##### SOURCE MATERIAL #####

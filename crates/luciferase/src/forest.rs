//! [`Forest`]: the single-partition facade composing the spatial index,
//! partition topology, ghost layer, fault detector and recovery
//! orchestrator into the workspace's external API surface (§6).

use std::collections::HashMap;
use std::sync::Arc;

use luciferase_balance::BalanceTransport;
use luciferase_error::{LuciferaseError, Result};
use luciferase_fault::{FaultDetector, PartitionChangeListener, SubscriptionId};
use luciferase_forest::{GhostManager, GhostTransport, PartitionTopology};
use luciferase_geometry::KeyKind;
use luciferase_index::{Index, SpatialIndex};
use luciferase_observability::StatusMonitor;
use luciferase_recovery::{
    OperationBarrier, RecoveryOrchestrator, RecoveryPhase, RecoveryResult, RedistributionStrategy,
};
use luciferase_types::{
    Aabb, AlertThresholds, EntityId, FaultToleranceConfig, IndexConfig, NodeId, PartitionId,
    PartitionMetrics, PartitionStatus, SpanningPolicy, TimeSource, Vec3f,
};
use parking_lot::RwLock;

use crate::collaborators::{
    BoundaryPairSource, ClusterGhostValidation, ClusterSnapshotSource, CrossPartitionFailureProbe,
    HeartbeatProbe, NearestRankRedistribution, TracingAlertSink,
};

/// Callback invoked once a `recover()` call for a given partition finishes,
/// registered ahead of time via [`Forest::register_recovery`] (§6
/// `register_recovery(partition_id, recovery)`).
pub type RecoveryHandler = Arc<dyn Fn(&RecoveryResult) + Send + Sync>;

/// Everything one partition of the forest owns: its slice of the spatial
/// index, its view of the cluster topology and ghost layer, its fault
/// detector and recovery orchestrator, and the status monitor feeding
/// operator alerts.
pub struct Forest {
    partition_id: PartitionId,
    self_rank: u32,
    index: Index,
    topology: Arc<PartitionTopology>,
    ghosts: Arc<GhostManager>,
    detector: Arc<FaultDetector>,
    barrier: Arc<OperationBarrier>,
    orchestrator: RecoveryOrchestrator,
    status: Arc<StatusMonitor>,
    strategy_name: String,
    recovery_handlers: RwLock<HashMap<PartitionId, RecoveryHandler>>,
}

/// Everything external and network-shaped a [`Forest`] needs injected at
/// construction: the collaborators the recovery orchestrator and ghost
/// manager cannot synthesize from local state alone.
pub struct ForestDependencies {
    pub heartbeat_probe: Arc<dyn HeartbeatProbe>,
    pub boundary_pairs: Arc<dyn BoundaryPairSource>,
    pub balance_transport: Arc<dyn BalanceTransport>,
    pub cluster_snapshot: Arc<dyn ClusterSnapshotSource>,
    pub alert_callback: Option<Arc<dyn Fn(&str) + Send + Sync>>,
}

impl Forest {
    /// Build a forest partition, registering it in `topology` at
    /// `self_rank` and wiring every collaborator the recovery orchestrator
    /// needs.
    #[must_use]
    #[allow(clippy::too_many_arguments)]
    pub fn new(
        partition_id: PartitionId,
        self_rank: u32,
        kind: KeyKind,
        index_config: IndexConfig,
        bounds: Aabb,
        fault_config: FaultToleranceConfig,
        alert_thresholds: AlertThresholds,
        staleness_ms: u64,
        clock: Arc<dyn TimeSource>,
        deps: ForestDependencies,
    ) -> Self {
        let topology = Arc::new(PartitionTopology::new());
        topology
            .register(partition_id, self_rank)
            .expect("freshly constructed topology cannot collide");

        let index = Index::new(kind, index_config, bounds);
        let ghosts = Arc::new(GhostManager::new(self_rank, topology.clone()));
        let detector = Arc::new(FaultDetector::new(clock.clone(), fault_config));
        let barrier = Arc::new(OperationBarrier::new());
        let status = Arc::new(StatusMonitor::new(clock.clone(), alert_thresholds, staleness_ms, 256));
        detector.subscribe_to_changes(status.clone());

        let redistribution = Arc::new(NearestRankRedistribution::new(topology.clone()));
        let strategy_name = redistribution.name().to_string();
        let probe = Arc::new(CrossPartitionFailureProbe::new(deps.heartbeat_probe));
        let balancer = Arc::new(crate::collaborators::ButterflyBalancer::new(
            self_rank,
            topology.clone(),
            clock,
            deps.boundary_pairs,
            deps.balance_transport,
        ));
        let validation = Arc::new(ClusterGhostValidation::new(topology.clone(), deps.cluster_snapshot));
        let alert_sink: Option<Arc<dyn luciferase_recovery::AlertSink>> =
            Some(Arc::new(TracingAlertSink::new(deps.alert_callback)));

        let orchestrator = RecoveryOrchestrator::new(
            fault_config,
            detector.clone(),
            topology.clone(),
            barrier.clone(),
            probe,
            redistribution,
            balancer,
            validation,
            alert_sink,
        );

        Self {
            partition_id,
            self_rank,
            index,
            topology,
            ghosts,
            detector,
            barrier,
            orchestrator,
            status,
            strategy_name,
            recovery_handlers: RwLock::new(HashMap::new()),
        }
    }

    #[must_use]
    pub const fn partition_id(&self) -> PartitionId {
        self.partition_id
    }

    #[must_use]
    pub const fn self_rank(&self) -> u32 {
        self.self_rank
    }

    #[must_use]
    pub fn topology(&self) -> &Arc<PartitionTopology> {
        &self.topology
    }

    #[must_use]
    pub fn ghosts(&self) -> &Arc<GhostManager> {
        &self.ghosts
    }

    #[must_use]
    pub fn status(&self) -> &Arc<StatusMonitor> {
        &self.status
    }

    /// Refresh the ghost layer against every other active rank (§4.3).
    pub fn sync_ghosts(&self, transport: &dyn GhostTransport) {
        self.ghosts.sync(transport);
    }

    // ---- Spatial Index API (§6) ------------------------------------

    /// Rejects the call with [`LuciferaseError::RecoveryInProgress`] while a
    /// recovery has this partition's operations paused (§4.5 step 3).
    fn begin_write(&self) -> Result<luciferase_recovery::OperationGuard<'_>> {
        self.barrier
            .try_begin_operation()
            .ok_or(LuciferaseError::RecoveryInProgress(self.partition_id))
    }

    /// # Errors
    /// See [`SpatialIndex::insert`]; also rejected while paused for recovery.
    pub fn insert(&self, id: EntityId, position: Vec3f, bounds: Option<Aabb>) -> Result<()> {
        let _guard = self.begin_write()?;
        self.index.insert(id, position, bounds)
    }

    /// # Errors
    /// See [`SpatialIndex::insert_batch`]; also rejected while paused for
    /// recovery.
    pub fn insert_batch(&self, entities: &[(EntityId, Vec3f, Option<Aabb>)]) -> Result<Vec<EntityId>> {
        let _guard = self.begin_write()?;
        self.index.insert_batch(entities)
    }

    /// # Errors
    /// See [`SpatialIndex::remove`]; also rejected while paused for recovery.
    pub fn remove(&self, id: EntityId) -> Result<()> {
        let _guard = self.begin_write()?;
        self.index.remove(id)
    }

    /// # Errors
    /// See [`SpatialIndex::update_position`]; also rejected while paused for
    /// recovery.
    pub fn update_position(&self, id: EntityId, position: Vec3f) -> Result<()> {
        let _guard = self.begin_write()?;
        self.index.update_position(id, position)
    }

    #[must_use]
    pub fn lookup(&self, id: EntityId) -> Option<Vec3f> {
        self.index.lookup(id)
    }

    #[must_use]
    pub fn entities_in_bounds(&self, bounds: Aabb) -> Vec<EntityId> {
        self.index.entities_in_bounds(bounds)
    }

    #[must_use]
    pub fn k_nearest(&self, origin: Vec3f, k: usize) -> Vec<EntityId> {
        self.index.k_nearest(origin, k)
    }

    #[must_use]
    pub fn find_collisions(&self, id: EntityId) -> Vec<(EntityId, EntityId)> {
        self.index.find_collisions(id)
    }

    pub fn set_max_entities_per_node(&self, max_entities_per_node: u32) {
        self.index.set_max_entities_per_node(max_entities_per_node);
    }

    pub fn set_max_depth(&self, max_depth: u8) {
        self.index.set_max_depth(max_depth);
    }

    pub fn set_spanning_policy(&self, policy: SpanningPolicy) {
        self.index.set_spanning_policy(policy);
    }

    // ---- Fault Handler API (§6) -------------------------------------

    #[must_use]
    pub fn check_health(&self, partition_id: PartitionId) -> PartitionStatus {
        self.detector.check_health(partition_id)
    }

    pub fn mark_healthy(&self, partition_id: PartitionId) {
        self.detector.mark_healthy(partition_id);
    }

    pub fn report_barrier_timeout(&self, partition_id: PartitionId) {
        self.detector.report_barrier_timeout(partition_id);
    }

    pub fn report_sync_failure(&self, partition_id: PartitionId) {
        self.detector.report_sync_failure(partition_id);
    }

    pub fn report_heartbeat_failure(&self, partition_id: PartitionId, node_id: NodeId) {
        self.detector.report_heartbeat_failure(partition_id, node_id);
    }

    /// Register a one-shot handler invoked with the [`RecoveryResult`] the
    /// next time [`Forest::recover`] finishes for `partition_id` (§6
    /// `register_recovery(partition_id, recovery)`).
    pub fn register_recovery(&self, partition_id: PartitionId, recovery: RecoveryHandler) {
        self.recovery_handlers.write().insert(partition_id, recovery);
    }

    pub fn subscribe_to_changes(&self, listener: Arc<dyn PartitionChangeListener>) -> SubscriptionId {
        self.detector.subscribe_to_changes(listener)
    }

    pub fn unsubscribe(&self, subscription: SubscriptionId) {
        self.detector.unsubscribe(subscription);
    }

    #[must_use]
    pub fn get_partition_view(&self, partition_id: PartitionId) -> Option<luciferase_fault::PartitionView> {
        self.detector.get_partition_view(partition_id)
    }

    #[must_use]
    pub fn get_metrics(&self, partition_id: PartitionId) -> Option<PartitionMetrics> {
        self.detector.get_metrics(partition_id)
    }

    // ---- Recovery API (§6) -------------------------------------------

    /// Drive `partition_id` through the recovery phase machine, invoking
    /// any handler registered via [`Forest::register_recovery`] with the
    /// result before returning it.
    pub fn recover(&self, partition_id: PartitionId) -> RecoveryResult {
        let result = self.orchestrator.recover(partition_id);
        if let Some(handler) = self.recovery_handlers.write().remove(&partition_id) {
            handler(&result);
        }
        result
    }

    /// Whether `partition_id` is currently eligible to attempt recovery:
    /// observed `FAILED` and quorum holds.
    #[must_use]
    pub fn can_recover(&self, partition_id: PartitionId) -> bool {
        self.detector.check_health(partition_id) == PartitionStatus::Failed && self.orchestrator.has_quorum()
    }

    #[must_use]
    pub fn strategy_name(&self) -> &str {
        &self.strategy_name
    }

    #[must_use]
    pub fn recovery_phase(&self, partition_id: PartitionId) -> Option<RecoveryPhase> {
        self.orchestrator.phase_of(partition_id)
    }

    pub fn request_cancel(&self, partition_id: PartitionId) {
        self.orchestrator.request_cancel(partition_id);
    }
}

#####

(PROBLEM REQUIREMENTS): Pull every line containing "HashMap" from the data.

(RESPONSE AREA):
use std::collections::HashMap;
    recovery_handlers: RwLock<HashMap<PartitionId, RecoveryHandler>>,
            recovery_handlers: RwLock::new(HashMap::new()),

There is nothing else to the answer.